Stored data entries
****************************************
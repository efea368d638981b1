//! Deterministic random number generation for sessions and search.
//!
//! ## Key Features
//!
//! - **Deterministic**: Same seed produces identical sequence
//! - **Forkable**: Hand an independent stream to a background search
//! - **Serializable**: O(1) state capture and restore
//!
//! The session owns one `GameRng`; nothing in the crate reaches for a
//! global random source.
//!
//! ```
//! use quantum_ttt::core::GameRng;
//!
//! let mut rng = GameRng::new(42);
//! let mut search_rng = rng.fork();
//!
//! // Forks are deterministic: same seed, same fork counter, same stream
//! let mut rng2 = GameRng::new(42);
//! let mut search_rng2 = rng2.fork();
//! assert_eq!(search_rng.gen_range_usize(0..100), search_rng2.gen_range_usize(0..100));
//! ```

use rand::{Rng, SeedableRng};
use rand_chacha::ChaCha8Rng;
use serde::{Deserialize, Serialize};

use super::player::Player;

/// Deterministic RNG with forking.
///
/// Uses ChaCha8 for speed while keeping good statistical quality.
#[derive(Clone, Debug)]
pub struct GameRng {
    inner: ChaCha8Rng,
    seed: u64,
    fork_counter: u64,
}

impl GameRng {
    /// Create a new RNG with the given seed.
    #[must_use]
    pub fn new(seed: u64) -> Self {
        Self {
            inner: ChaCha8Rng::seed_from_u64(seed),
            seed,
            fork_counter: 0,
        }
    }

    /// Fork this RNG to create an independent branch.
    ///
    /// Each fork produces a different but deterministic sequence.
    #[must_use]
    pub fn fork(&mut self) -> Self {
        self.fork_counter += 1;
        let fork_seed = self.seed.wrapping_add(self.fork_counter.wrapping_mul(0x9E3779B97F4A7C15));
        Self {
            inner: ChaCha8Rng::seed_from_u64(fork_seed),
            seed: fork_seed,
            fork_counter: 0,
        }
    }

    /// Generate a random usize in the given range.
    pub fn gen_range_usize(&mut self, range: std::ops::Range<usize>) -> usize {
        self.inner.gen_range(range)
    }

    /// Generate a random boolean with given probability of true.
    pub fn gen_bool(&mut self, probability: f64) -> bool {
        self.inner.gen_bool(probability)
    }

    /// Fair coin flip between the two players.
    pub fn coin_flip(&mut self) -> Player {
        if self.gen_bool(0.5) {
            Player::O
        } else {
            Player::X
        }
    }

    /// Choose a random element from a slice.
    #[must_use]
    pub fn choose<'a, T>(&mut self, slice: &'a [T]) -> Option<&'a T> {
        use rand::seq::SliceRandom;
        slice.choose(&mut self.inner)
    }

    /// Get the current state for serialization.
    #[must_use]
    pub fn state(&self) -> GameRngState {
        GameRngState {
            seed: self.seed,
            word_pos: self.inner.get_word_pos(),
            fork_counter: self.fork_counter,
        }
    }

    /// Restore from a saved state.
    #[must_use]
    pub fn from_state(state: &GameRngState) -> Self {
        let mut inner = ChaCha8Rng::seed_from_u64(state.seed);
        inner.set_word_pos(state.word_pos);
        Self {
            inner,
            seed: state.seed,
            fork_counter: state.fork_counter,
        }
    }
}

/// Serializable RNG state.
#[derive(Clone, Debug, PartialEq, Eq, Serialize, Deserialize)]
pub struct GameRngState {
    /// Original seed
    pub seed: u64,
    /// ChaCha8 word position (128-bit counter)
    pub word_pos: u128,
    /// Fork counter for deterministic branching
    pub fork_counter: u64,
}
****************************************
Task objective
Extract each line holding the word "produces" from the records.

Solution
//! - **Deterministic**: Same seed produces identical sequence
    /// Each fork produces a different but deterministic sequence.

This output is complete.